В отличие от такого, реалистского, понимания философии,

«рационализм, считая личность за безусловно иррациональное, воспринимает весь мир в категории вещи»,

тогда как его представление о философствовании,

«логизм, прозревая в личности вечную, не гибнущую идею <…> воспринимает весь мир в категории личности» (там же: 291).

Недостаток рационализма в том, что

«рационализм есть мировоззрение абсолютно статическое. Ему некуда двигаться. В своем чистом виде он непременно вне-человечен, вне-жизнен. Отсюда роковые пределы и грани. Тот, кто стоит, всегда ограничен какими-нибудь горизонтами» (там же: 293).

Между тем

«вещь, взятая как чистая категория, есть не что иное, как схема»,

к которой рационализм и пытается «свести всё существующее» (там же: 291). Но схема внутренне отражена от вещи и мыслится как внешняя в отношении к ней, а

«внешняя схема долженствования есть норма. Отсюда нормативизм рационалистической мысли» (там же: 292).

«В порабощенности схемой – корень всех искажений. Взнузданная рационализмом мысль совершенно бессильна перед действительностью» (там же: 110).

Даже «факты» при этом

«теряют свою „фактичность“. Как препарированные они уже не просто действительность, а нечто воображаемое»,

ведущее

«лишь идеальную жизнь в людских головах» (там же: 27)

в виде схваченного мыслью понятия. Феноменализм сосредоточен на явлении, уже полученном сознании, но

«поскольку что-нибудь познается, постольку оно создается, и вне разумного созидания предмета не может быть никакого познания. In abstracto этим дается гносеологическая формула и завет такого чистого насильничества над действительностью, при котором женственная сущность сущего начисто отрицается и не признается» (там же: 323).

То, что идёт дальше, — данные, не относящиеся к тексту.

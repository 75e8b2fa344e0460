//! Where and how a conversion result is written.

use std::fs;
use std::path::{Path, PathBuf};
use std::str::FromStr;
use std::sync::Arc;

use eink_pack::{PackedImage, Ticket};
use tokio::sync::mpsc;
use tokio::task::JoinHandle;

use crate::error::ImageError;
use crate::services::carray::{sanitize_c_name, write_c_array};
use crate::services::converter::ConversionService;
use crate::services::image_io::write_preview;

/// File format of the packed buffer
#[derive(Debug, Clone, Copy, PartialEq, Eq)]
pub enum OutputFormat {
    /// Raw bytes, exactly the packed buffer
    Bin,
    /// C header with a `PROGMEM` array
    C,
}

impl OutputFormat {
    /// `.h` and `.c` files get a C header, everything else raw bytes
    pub fn from_path(path: &Path) -> Self {
        match path.extension().and_then(|e| e.to_str()) {
            Some("h" | "c") => OutputFormat::C,
            _ => OutputFormat::Bin,
        }
    }

    pub fn extension(self) -> &'static str {
        match self {
            OutputFormat::Bin => "bin",
            OutputFormat::C => "h",
        }
    }
}

impl FromStr for OutputFormat {
    type Err = String;

    fn from_str(s: &str) -> Result<Self, Self::Err> {
        match s.to_ascii_lowercase().as_str() {
            "bin" | "raw" => Ok(OutputFormat::Bin),
            "c" | "h" | "header" => Ok(OutputFormat::C),
            other => Err(format!("unknown output format: {other}")),
        }
    }
}

/// Resolved output locations for one input
#[derive(Debug, Clone, PartialEq, Eq)]
pub struct OutputPlan {
    pub path: PathBuf,
    pub format: OutputFormat,
    /// C array name (header output only)
    pub name: String,
    pub preview: Option<PathBuf>,
}

impl OutputPlan {
    /// Fill in whatever the caller left out from the input path.
    ///
    /// An explicit format wins over the output extension; without an output
    /// path the input path gets the format's extension.
    pub fn for_input(
        input: &Path,
        output: Option<PathBuf>,
        format: Option<OutputFormat>,
        name: Option<String>,
        preview: Option<PathBuf>,
    ) -> Self {
        let format = format
            .or_else(|| output.as_deref().map(OutputFormat::from_path))
            .unwrap_or(OutputFormat::Bin);
        let path = output.unwrap_or_else(|| input.with_extension(format.extension()));
        let stem = input
            .file_stem()
            .map(|s| s.to_string_lossy().into_owned())
            .unwrap_or_default();
        let name = sanitize_c_name(name.as_deref().unwrap_or(&stem));
        Self {
            path,
            format,
            name,
            preview,
        }
    }
}

/// Sizes of what was written
#[derive(Debug, Clone, Copy, PartialEq, Eq)]
pub struct WriteReport {
    pub output_bytes: usize,
    pub preview_bytes: Option<usize>,
}

/// Write the buffer (and preview, if planned)
pub fn write_outputs(image: &PackedImage, plan: &OutputPlan) -> Result<WriteReport, ImageError> {
    let output_bytes = match plan.format {
        OutputFormat::Bin => {
            fs::write(&plan.path, image.buffer())?;
            image.buffer().len()
        }
        OutputFormat::C => {
            let header = write_c_array(&plan.name, image.buffer(), image.meta());
            fs::write(&plan.path, &header)?;
            header.len()
        }
    };
    tracing::debug!(path = %plan.path.display(), bytes = output_bytes, "Wrote output");

    let preview_bytes = match plan.preview {
        Some(ref path) => Some(write_preview(path, image)?),
        None => None,
    };

    Ok(WriteReport {
        output_bytes,
        preview_bytes,
    })
}

/// Single writer for results that finish concurrently (watch mode).
///
/// Writes run one at a time, and each ticket is checked again right before
/// its write, so a result superseded while queued or while an earlier write
/// was running never reaches the disk.
#[derive(Clone)]
pub struct OutputWriter {
    sender: mpsc::Sender<(Ticket, PackedImage)>,
}

impl OutputWriter {
    /// Start the writer task. Its handle yields the number of results
    /// written once every `OutputWriter` clone is dropped.
    pub fn spawn(service: ConversionService, plan: OutputPlan) -> (Self, JoinHandle<usize>) {
        let (sender, mut receiver) = mpsc::channel::<(Ticket, PackedImage)>(16);
        let plan = Arc::new(plan);

        let handle = tokio::spawn(async move {
            let mut written = 0;
            while let Some((ticket, image)) = receiver.recv().await {
                if !service.is_current(ticket) {
                    tracing::debug!(ticket = ticket.get(), "Skipping superseded output");
                    continue;
                }
                let job_plan = Arc::clone(&plan);
                match tokio::task::spawn_blocking(move || write_outputs(&image, &job_plan)).await {
                    Ok(Ok(report)) => {
                        written += 1;
                        tracing::info!(
                            ticket = ticket.get(),
                            path = %plan.path.display(),
                            bytes = report.output_bytes,
                            "Wrote output"
                        );
                    }
                    Ok(Err(e)) => tracing::error!(error = %e, "Failed to write output"),
                    Err(e) => tracing::error!(error = %e, "Output task failed"),
                }
            }
            written
        });

        (Self { sender }, handle)
    }

    /// Queue a finished conversion. `false` once the writer has stopped.
    pub async fn send(&self, ticket: Ticket, image: PackedImage) -> bool {
        self.sender.send((ticket, image)).await.is_ok()
    }
}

«Женственная сущность сущего» есть явная метафора неопределенной категории, порождающей существенные формы познанияконцепта. Явление вообще

«можно рассматривать не в нем самом, не в его эмпирической наличности, а по отношению к тому, что в нем является, т.е. в его метафизической природе» (там же: 415).

2. Логизм

Не рационализм (ratio), а логизм (logos) должен лежать в основе философского знания в «таинственной истине воплощения Слова».

«В слове логос для меня объединяются все особенности той философии, которая основательно забыта современностью и которая мною считается единственно истинной, здоровой, нужной. Λογος есть лозунг, ведущий философию от схоластики и отвлеченности вернуться к жизни и, не насилуя жизни схемами, внимая ей, стать вдохновенной и чуткой истолковательницей ее божественного смысла, ее скрытой радости, ее глубоких задач» (там же: 11).

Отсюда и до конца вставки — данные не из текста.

//! Validated gray level count.

use crate::api::DitherError;

/// Number of evenly spaced gray levels, always in `2..=256`.
///
/// A single level cannot represent anything, so `Levels` refuses to exist
/// for `n < 2`; every N-level quantizer takes a `Levels` and never has to
/// check again.
///
/// ```
/// use eink_pack::Levels;
///
/// let levels = Levels::new(16).unwrap();
/// assert_eq!(levels.to_gray(15), 255);
/// assert!(Levels::new(1).is_err());
/// ```
#[derive(Debug, Clone, Copy, PartialEq, Eq)]
pub struct Levels(u16);

impl Levels {
    pub const MIN: u16 = 2;
    pub const MAX: u16 = 256;

    /// # Errors
    ///
    /// [`DitherError::InvalidLevels`] when `n` is outside `2..=256`.
    pub fn new(n: u16) -> Result<Self, DitherError> {
        if (Self::MIN..=Self::MAX).contains(&n) {
            Ok(Self(n))
        } else {
            Err(DitherError::InvalidLevels(n))
        }
    }

    #[inline]
    pub fn get(self) -> u16 {
        self.0
    }

    /// Highest valid index, `levels - 1`.
    #[inline]
    pub fn max_index(self) -> u8 {
        (self.0 - 1) as u8
    }

    /// Distance between adjacent levels on the 0..=255 scale.
    #[inline]
    pub fn step(self) -> f32 {
        255.0 / (self.0 - 1) as f32
    }

    /// Nearest level index for an intensity, clamped into range.
    #[inline]
    pub fn quantize(self, value: f32) -> u8 {
        let k = (value / self.step()).round();
        k.clamp(0.0, self.max_index() as f32) as u8
    }

    /// Intensity a level index reconstructs to, `round(k * step)`.
    #[inline]
    pub fn to_gray(self, k: u8) -> u8 {
        (k as f64 * 255.0 / (self.0 - 1) as f64).round().min(255.0) as u8
    }

    /// Map a whole index grid back to intensities.
    pub fn indices_to_gray(self, indices: &[u8]) -> Vec<u8> {
        indices.iter().map(|&k| self.to_gray(k)).collect()
    }
}

impl TryFrom<u16> for Levels {
    type Error = DitherError;

    fn try_from(n: u16) -> Result<Self, Self::Error> {
        Self::new(n)
    }
}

Между прочим, «божественный смысл», «скрытый» и «глубокий», есть предикаты концепта, и еще вопрос, не направлена ли интуиция Эрна в эту именно сферу. Для Эрна

«дискурсивно-логическое есть абсолютно необходимая и невыключимая часть целого λογοςʼа, но именно часть, а не всё целое» (там же: 121).

Понятие не исключается, но подчиняется «целому» в единстве содержательных форм концепта-идеи.

Естественно, Эрн против как эмпиризма (там же: 25), так и скептицизма (там же: 86), поскольку и тот, и другой пользуются «результатом анализа и предвзятой классификации» (там же: 27) и по существу схематичны, поскольку опираются не на действительность, а на «факты» – препарированную данность действительности (там же: 27). Рассудок нивелирует действительность, принцип составления схем суждения чисто количественный, он исключает качества, смена которых и создает постоянное развитие мысли. В принципе, здесь Эрн выступает против номинализма, озабоченного вещным проявлением «предметного значения» в ущерб вечным движениям словесного «значения».

3. Сущность

«А ведь сущность – слово даже происхождения метафизического. Из науки давно уже изгнаны всякие „сущности“. И одно желание проникнуть за внешний облик явлений, скинуть лицевой покров с вещей для того, чтобы проникнуть в их сердцевину, в их сущность – одно уже это желание является недопустимым с точки зрения позитивной науки» (Эрн 1991: 246).

Поскольку «сущность» – понятие метафизическое, оно находится вне компетенции всякой науки вообще.

«Определить сущность какого-нибудь предмета – это значит высказать об этом предмете некоторое абсолютное суждение» (там же: 252),

но

«абсолютному нет места в мировоззрении позитивном. Позитивист не может признать Абсолютного» (там же: 206).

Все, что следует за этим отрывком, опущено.